Matryoshka Representation Learning
Introduction
- Learned representations are utilized in various downstream applications.
- Today these represntations are rigid
    - we are forced to use the same high dimensional embedding vector across multiple tasks.
- different tasks might have different resource/accuracy constraints.
 
- At the same time, deep learning models today tend to diffuse information across the entire vector.
    - Not honouring the coarse-to-fine granularity of human perception.
 
- Current methods to solve this problem:
    - Training multiple low dimensional models.
- Jointly optimize subnetworks of varying capacity.
- post-hoc compression.
 
- Issues with these methods:
    - Training/Maintenance overhead.
- Numerous expensive forward passes.
- Significant drop in accuracy.
 
- Matryoshka Represenation Learning (MRL) learns representation of various capacities within same high dimensional vector.
Implementation
- 
    Following implementation is for fully supervised representation learning via multi class classification. 
- 
    For \(d \ \epsilon \ N\), consider a set \(M \subset [d]\) of representation sizes. 
- 
    For a datapoint \(x\) in the input domain \(X\), our goal is to learn a d-dimensional representation vector \(z \ \epsilon \ R^d\). 
- 
    For every \(m \ \epsilon \ M\), MRL enables each of the first m dimensions of embedding vector, \(z_{1:m} \ \epsilon \ R^m\) to be independently capable of being a transferrable and general purpose representation of the data point. 
- 
    Usually \(M\) consists of halving until representation size hits a low dimenstional bottleneck. 
- 
    Suppose we are given a labelled dataset: \(D= \{(x_1,y_1),...,(x_N,y_N)\) where \(x_i \ \epsilon \ X\) is an input point and \(y_i \ \epsilon \ [L]\) is the corresponding label. 
- 
    MRL optimizes the following mult-class classification loss: \({_{\{W^{(m)}\}_{m \ \epsilon \ M }, \theta_F}}^{min} \frac{1}{N} \sum_{i \ \epsilon \ [N]}\sum_{m \ \epsilon \ M}c_m.

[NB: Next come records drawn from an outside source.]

//! Utilities for capturing and verifying tracing output in integration tests.
//!
//! Trace events are JSON lines, either from the binary (when `JIRA_REFS_TRACE_FILE` is set) or
//! from an in-process subscriber installed with [`capture`]. The mock clients emit `tracing::info!`
//! events with target "mock_jira" or "mock_github" named after the called method;
//! [`TraceLog::has_mock_call`] looks for those.

use std::{
	fs, io,
	path::Path,
	sync::{Arc, Mutex},
};

use serde::Deserialize;
use tracing_subscriber::{EnvFilter, fmt::MakeWriter, layer::SubscriberExt as _};

/// A single trace event from the JSON log
#[derive(Debug, Deserialize)]
pub struct TraceEvent {
	pub level: String,
	/// The target module (e.g., "mock_jira")
	pub target: String,
	pub fields: TraceFields,
}

#[derive(Debug, Deserialize)]
pub struct TraceFields {
	pub message: Option<String>,
	pub jql: Option<String>,
	pub start_at: Option<u64>,
	pub max_results: Option<u64>,
	pub issue_key: Option<String>,
	pub project: Option<String>,
	pub found: Option<u64>,
}

/// Parsed trace log that provides verification methods
pub struct TraceLog {
	events: Vec<TraceEvent>,
}

impl TraceLog {
	pub fn from_json_lines(content: &str) -> Self {
		let events = content.lines().filter(|line| !line.is_empty()).filter_map(|line| serde_json::from_str(line).ok()).collect();
		Self { events }
	}

	pub fn from_file(path: &Path) -> Self {
		Self::from_json_lines(&fs::read_to_string(path).unwrap_or_default())
	}

	/// Check if a mock method was called
	pub fn has_mock_call(&self, method_name: &str) -> bool {
		self.mock_calls().iter().any(|e| e.fields.message.as_deref() == Some(method_name))
	}

	/// `start_at` of every search request, in call order
	pub fn search_offsets(&self) -> Vec<u64> {
		self.mock_calls().iter().filter(|e| e.fields.message.as_deref() == Some("search_issues")).filter_map(|e| e.fields.start_at).collect()
	}

	/// Get all mock call events for debugging
	pub fn mock_calls(&self) -> Vec<&TraceEvent> {
		self.events.iter().filter(|e| e.target == "mock_jira" || e.target == "mock_github").collect()
	}

	pub fn find(&self, message: &str) -> Option<&TraceEvent> {
		self.events.iter().find(|e| e.fields.message.as_deref() == Some(message))
	}

	pub fn warnings(&self) -> Vec<&TraceEvent> {
		self.events.iter().filter(|e| e.level == "WARN").collect()
	}
}

/// In-memory sink for the JSON formatter.
#[derive(Clone, Default)]
pub struct TraceBuffer(Arc<Mutex<Vec<u8>>>);

impl TraceBuffer {
	pub fn log(&self) -> TraceLog {
		TraceLog::from_json_lines(&String::from_utf8_lossy(&self.0.lock().unwrap()))
	}
}

impl io::Write for TraceBuffer {
	fn write(&mut self, buf: &[u8]) -> io::Result<usize> {
		self.0.lock().unwrap().extend_from_slice(buf);
		Ok(buf.len())
	}

	fn flush(&mut self) -> io::Result<()> {
		Ok(())
	}
}

impl<'a> MakeWriter<'a> for TraceBuffer {
	type Writer = TraceBuffer;

	fn make_writer(&'a self) -> Self::Writer {
		self.clone()
	}
}

/// Record JSON trace events of the current thread until the guard is dropped.
pub fn capture() -> (TraceBuffer, tracing::subscriber::DefaultGuard) {
	let buffer = TraceBuffer::default();
	let subscriber = tracing_subscriber::registry().with(EnvFilter::new("info")).with(tracing_subscriber::fmt::layer().json().with_writer(buffer.clone()));
	(buffer, tracing::subscriber::set_default(subscriber))
}

/// Assert that a mock method was called
#[macro_export]
macro_rules! assert_traced {
	($log:expr, $method:expr) => {
		assert!(
			$log.has_mock_call($method),
			"Expected mock call '{}' to be traced, but it wasn't. Mock calls:\n{:#?}",
			$method,
			$log.mock_calls()
		);
	};
}
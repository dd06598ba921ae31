//! Reference extraction from issue-tracker text.
//!
//! Free text (issue descriptions, comment bodies) is scanned for URLs, revision ids and links to
//! other issues of the same project. URLs are then split into mailing-list links, PDF documents and
//! generic links by ordered subtraction, see [`Classifier::classify`].
//!
//! Everything here is a best-effort heuristic over pure functions; empty input yields empty results.

mod classify;
pub use classify::{Classifier, DEFAULT_MAILING_LIST_KEYS, ExtractionResult, classify, filter_mailing_lists, filter_pdf_documents};

mod error;
pub use error::RevisionError;

mod issue_link;
pub use issue_link::extract_issues;

mod normalize;
pub use normalize::normalize;

mod revision;
pub use revision::{DEFAULT_REVISION_BASE, extract_revisions, extract_revisions_with, revision_id, revision_url};

mod urls;
pub use urls::{DEFAULT_REVISION_HOST, UrlFilters, extract_urls, extract_urls_with};
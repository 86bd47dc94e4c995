//! LinkedEntityType - CRM objects a document can be attached to

use serde::{Deserialize, Serialize};

#[derive(Debug, Clone, Copy, Serialize, Deserialize, PartialEq, Eq, Hash)]
#[serde(rename_all = "snake_case")]
pub enum LinkedEntityType {
    Contact,
    Company,
    Deal,
    Employee,
    Campaign,
}

impl std::fmt::Display for LinkedEntityType {
    fn fmt(&self, f: &mut std::fmt::Formatter<'_>) -> std::fmt::Result {
        match self {
            LinkedEntityType::Contact => write!(f, "contact"),
            LinkedEntityType::Company => write!(f, "company"),
            LinkedEntityType::Deal => write!(f, "deal"),
            LinkedEntityType::Employee => write!(f, "employee"),
            LinkedEntityType::Campaign => write!(f, "campaign"),
        }
    }
}

impl std::str::FromStr for LinkedEntityType {
    type Err = String;

    fn from_str(s: &str) -> Result<Self, Self::Err> {
        match s.to_lowercase().as_str() {
            "contact" => Ok(LinkedEntityType::Contact),
            "company" => Ok(LinkedEntityType::Company),
            "deal" => Ok(LinkedEntityType::Deal),
            "employee" => Ok(LinkedEntityType::Employee),
            "campaign" => Ok(LinkedEntityType::Campaign),
            _ => Err(format!("Unknown linked entity type: {}", s)),
        }
    }
}
//! Entity - Contract shared by every record kept in an entity store
//!
//! The store assigns ids and timestamps, maintains the secondary indexes
//! named in [`Entity::INDEXES`], and evaluates filter clauses through
//! [`Entity::field`].

use chrono::{DateTime, Utc};
use uuid::Uuid;

use crate::domain::config::DomainConfig;
use crate::domain::errors::DomainError;
use crate::domain::value_objects::FieldValue;

pub trait Entity: Clone + std::fmt::Debug + Send + Sync + 'static {
    /// Name used in errors and logs
    const ENTITY_TYPE: &'static str;
    /// Fields addressable by filter clauses
    const FIELDS: &'static [&'static str];
    /// Secondary indexes the store keeps for this entity
    const INDEXES: &'static [&'static str];

    /// Fields supplied at creation
    type Draft: Send + 'static;
    /// Typed partial update, merged shallowly
    type Patch: Send + 'static;

    fn from_draft(id: Uuid, now: DateTime<Utc>, draft: Self::Draft) -> Self;
    fn apply_patch(&mut self, patch: Self::Patch);

    fn id(&self) -> Uuid;
    fn created_at(&self) -> DateTime<Utc>;
    fn updated_at(&self) -> DateTime<Utc>;
    fn set_timestamps(&mut self, created_at: DateTime<Utc>, updated_at: DateTime<Utc>);

    /// Field value for filtering; `None` when the entity has no such field
    fn field(&self, name: &str) -> Option<FieldValue>;

    /// Keys this entity occupies in the named index
    fn index_keys(&self, index: &str) -> Vec<String>;
}

/// Validation applied to drafts and patches before they reach a store
pub trait Validate {
    fn validate(&self, config: &DomainConfig) -> Result<(), DomainError>;
}

/// Index key used for "no parent" / "no owner" style optional references
pub const NONE_KEY: &str = "none";

/// Index key of an optional reference, [`NONE_KEY`] when absent
pub fn optional_key(id: Option<Uuid>) -> String {
    id.map(|id| id.to_string())
        .unwrap_or_else(|| NONE_KEY.to_string())
}

pub(crate) fn require_name(
    field: &str,
    value: &str,
    config: &DomainConfig,
) -> Result<(), DomainError> {
    let trimmed = value.trim();
    if trimmed.is_empty() {
        return Err(DomainError::validation(field, "must not be empty"));
    }
    if trimmed.chars().count() > config.max_name_length {
        return Err(DomainError::validation(
            field,
            format!("must be at most {} characters", config.max_name_length),
        ));
    }
    Ok(())
}

pub(crate) fn require_email(field: &str, value: &str) -> Result<(), DomainError> {
    let value = value.trim();
    match value.split_once('@') {
        Some((local, domain)) if !local.is_empty() && domain.contains('.') => Ok(()),
        _ => Err(DomainError::validation(field, "must be a valid email address")),
    }
}

pub(crate) fn normalize_tags(tags: Vec<String>) -> Vec<String> {
    let mut out: Vec<String> = Vec::with_capacity(tags.len());
    for tag in tags {
        let tag = tag.trim().to_string();
        if !tag.is_empty() && !out.iter().any(|t| t.eq_ignore_ascii_case(&tag)) {
            out.push(tag);
        }
    }
    out
}

pub(crate) fn tag_keys(tags: &[String]) -> Vec<String> {
    tags.iter().map(|t| t.to_lowercase()).collect()
}

#[cfg(test)]
mod tests {
    use super::*;

    #[test]
    fn test_require_name_rejects_blank_and_long() {
        let config = DomainConfig::default();
        assert!(require_name("name", "  ", &config).is_err());
        assert!(require_name("name", &"x".repeat(256), &config).is_err());
        assert!(require_name("name", "Contracts", &config).is_ok());
    }

    #[test]
    fn test_require_email() {
        assert!(require_email("email", "ada@example.com").is_ok());
        assert!(require_email("email", "ada@localhost").is_err());
        assert!(require_email("email", "@example.com").is_err());
    }

    #[test]
    fn test_normalize_tags_trims_and_dedupes() {
        let tags = normalize_tags(vec![
            " Finance ".to_string(),
            "finance".to_string(),
            "".to_string(),
            "Q1".to_string(),
        ]);
        assert_eq!(tags, vec!["Finance".to_string(), "Q1".to_string()]);
    }
}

L(W^{(m)}.F(x_i;\theta_F)_{1:m};y_i)\) where - \(L: R^L \times [L] \mapsto R_+\)
is the multi-class softmax cross-entropy loss function.
        - can be solved using sub-gradient descent methods.
 
- \(W^{(m)} \ \epsilon \ R^{L \times m}\) is a linear classifier
- \(F(.;\theta_F): X \mapsto R^d\) is the neural network.
- \(\theta_F\) is used to parametrize learnable weights of the neural network.
- \((c_m \ge 0)_{m \ \epsilon \ M}\) is for relative importance of losses (all set to 1).
 
- \(L: R^L \times [L] \mapsto R_+\)
is the multi-class softmax cross-entropy loss function.
        
- 
    Can be made efficient through weight tying: \(W^{(m)} = W_{1:m}\) - Known as Efficient Matryoshka Representation Learning (MRL-E).
 ApplicationsClassification   
Adaptive Classification
- Coarse to fine granularity of the representation allows model cascades for Adaptive Classification.
- Learn thresholds on max softmax probability for each nested classfifier on a holdout validation set.
- 
    Use these thresholds to decide when to transition to higher dimensional representation.  
Retrieval

Adaptive Rretrieval
- For a given query, shortlist K docs using lower dimensional representation, \(D_r\).
- Followed by re-ranking with higher capacity representation, \(D_s\).
- Funnel Retrieval:
    - Thins out initial shortlist by repeated re-ranking and shortlisting with a series of increasing capacity representation.